* Work request
After locating the line with "i64) -> anyhow::Result<Vec<Post>>;" in the data that follows, return it and every later line exactly, up to and including the line with "VALUES ($1, $2)".

* Entries supplied
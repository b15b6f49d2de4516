use std::collections::BTreeMap;

use anyhow::Context;
use axum::async_trait;
use sqlx::PgPool;
use time::OffsetDateTime;
use tokio::sync::RwLock;

use crate::posts::repo_types::{NewPost, Post, PostPatch};

/// Post store. Listings are always newest (highest id) first.
#[async_trait]
pub trait PostStore: Send + Sync {
    async fn insert(&self, new: NewPost) -> anyhow::Result<Post>;

    async fn find(&self, id: i64) -> anyhow::Result<Option<Post>>;

    async fn list(&self, limit: i64, offset: i64) -> anyhow::Result<Vec<Post>>;

    /// Applies `patch` atomically; `None` when the post does not exist.
    async fn edit(&self, id: i64, patch: PostPatch) -> anyhow::Result<Option<Post>>;

    /// `false` when the post does not exist.
    async fn delete(&self, id: i64) -> anyhow::Result<bool>;
}

pub struct PgPostStore {
    db: PgPool,
}

impl PgPostStore {
    pub fn new(db: PgPool) -> Self {
        Self { db }
    }
}

#[async_trait]
impl PostStore for PgPostStore {
    async fn insert(&self, new: NewPost) -> anyhow::Result<Post> {
        let post = sqlx::query_as::<_, Post>(
            r#"
            INSERT INTO posts (title, content)
            VALUES ($1, $2)
            RETURNING id, title, content, created_at
            "#,
        )
        .bind(&new.title)
        .bind(&new.content)
        .fetch_one(&self.db)
        .await
        .context("insert post")?;
        Ok(post)
    }

    async fn find(&self, id: i64) -> anyhow::Result<Option<Post>> {
        let post = sqlx::query_as::<_, Post>(
            r#"
            SELECT id, title, content, created_at
            FROM posts
            WHERE id = $1
            "#,
        )
        .bind(id)
        .fetch_optional(&self.db)
        .await
        .context("find post")?;
        Ok(post)
    }

    async fn list(&self, limit: i64, offset: i64) -> anyhow::Result<Vec<Post>> {
        let rows = sqlx::query_as::<_, Post>(
            r#"
            SELECT id, title, content, created_at
            FROM posts
            ORDER BY id DESC
            LIMIT $1 OFFSET $2
            "#,
        )
        .bind(limit)
        .bind(offset)
        .fetch_all(&self.db)
        .await
        .context("list posts")?;
        Ok(rows)
    }

    async fn edit(&self, id: i64, patch: PostPatch) -> anyhow::Result<Option<Post>> {
        let mut tx = self.db.begin().await.context("begin edit post")?;

        let current = sqlx::query_as::<_, Post>(
            r#"
            SELECT id, title, content, created_at
            FROM posts
            WHERE id = $1
            FOR UPDATE
            "#,
        )
        .bind(id)
        .fetch_optional(&mut *tx)
        .await
        .context("lock post")?;

        let Some(mut post) = current else {
            return Ok(None);
        };
        post.apply(patch);

        sqlx::query(
            r#"
            UPDATE posts
               SET title = $2, content = $3
             WHERE id = $1
            "#,
        )
        .bind(post.id)
        .bind(&post.title)
        .bind(&post.content)
        .execute(&mut *tx)
        .await
        .context("update post")?;

        tx.commit().await.context("commit edit post")?;
        Ok(Some(post))
    }

    async fn delete(&self, id: i64) -> anyhow::Result<bool> {
        let result = sqlx::query("DELETE FROM posts WHERE id = $1")
            .bind(id)
            .execute(&self.db)
            .await
            .context("delete post")?;
        Ok(result.rows_affected() > 0)
    }
}

#[derive(Default)]
struct MemoryPosts {
    next_id: i64,
    rows: BTreeMap<i64, Post>,
}

/// Posts kept in process memory; one lock makes every edit atomic.
#[derive(Default)]
pub struct MemoryPostStore {
    inner: RwLock<MemoryPosts>,
}

impl MemoryPostStore {
    pub fn new() -> Self {
        Self::default()
    }

    pub async fn count(&self) -> usize {
        self.inner.read().await.rows.len()
    }
}

#[async_trait]
impl PostStore for MemoryPostStore {
    async fn insert(&self, new: NewPost) -> anyhow::Result<Post> {
        let mut inner = self.inner.write().await;
        inner.next_id += 1;
        let post = Post {
            id: inner.next_id,
            title: new.title,
            content: new.content,
            created_at: OffsetDateTime::now_utc(),
        };
        inner.rows.insert(post.id, post.clone());
        Ok(post)
    }

    async fn find(&self, id: i64) -> anyhow::Result<Option<Post>> {
        Ok(self.inner.read().await.rows.get(&id).cloned())
    }

    async fn list(&self, limit: i64, offset: i64) -> anyhow::Result<Vec<Post>> {
        let limit = usize::try_from(limit).context("negative limit")?;
        let offset = usize::try_from(offset).context("negative offset")?;
        let inner = self.inner.read().await;
        Ok(inner
            .rows
            .values()
            .rev()
            .skip(offset)
            .take(limit)
            .cloned()
            .collect())
    }

    async fn edit(&self, id: i64, patch: PostPatch) -> anyhow::Result<Option<Post>> {
        let mut inner = self.inner.write().await;
        Ok(inner.rows.get_mut(&id).map(|post| {
            post.apply(patch);
            post.clone()
        }))
    }

    async fn delete(&self, id: i64) -> anyhow::Result<bool> {
        Ok(self.inner.write().await.rows.remove(&id).is_some())
    }
}

#[cfg(test)]
mod tests {
    use super::*;

    async fn seeded(n: usize) -> MemoryPostStore {
        let store = MemoryPostStore::new();
        for i in 0..n {
            store
                .insert(NewPost {
                    title: format!("title {i}"),
                    content: format!("content {i}"),
                })
                .await
                .unwrap();
        }
        store
    }

    #[tokio::test]
    async fn list_is_newest_first() {
        let store = seeded(10).await;
        let page = store.list(5, 0).await.unwrap();
        let ids: Vec<i64> = page.iter().map(|p| p.id).collect();
        assert_eq!(ids, vec![10, 9, 8, 7, 6]);

        let next = store.list(5, 5).await.unwrap();
        assert_eq!(next.first().map(|p| p.id), Some(5));
        assert_eq!(next.last().map(|p| p.id), Some(1));
    }

    #[tokio::test]
    async fn offset_past_end_is_empty() {
        let store = seeded(3).await;
        assert!(store.list(5, 10).await.unwrap().is_empty());
    }

    #[tokio::test]
    async fn ids_are_not_reused_after_delete() {
        let store = seeded(2).await;
        assert!(store.delete(2).await.unwrap());
        let post = store
            .insert(NewPost {
                title: "t".into(),
                content: "c".into(),
            })
            .await
            .unwrap();
        assert_eq!(post.id, 3);
    }

    #[tokio::test]
    async fn edit_and_delete_missing() {
        let store = seeded(1).await;
        assert!(store.edit(42, PostPatch::default()).await.unwrap().is_none());
        assert!(!store.delete(42).await.unwrap());
        assert_eq!(store.count().await, 1);
    }
}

* Answer to the problem
    async fn list(&self, limit: i64, offset: i64) -> anyhow::Result<Vec<Post>>;

    /// Applies `patch` atomically; `None` when the post does not exist.
    async fn edit(&self, id: i64, patch: PostPatch) -> anyhow::Result<Option<Post>>;

    /// `false` when the post does not exist.
    async fn delete(&self, id: i64) -> anyhow::Result<bool>;
}

pub struct PgPostStore {
    db: PgPool,
}

impl PgPostStore {
    pub fn new(db: PgPool) -> Self {
        Self { db }
    }
}

#[async_trait]
impl PostStore for PgPostStore {
    async fn insert(&self, new: NewPost) -> anyhow::Result<Post> {
        let post = sqlx::query_as::<_, Post>(
            r#"
            INSERT INTO posts (title, content)
            VALUES ($1, $2)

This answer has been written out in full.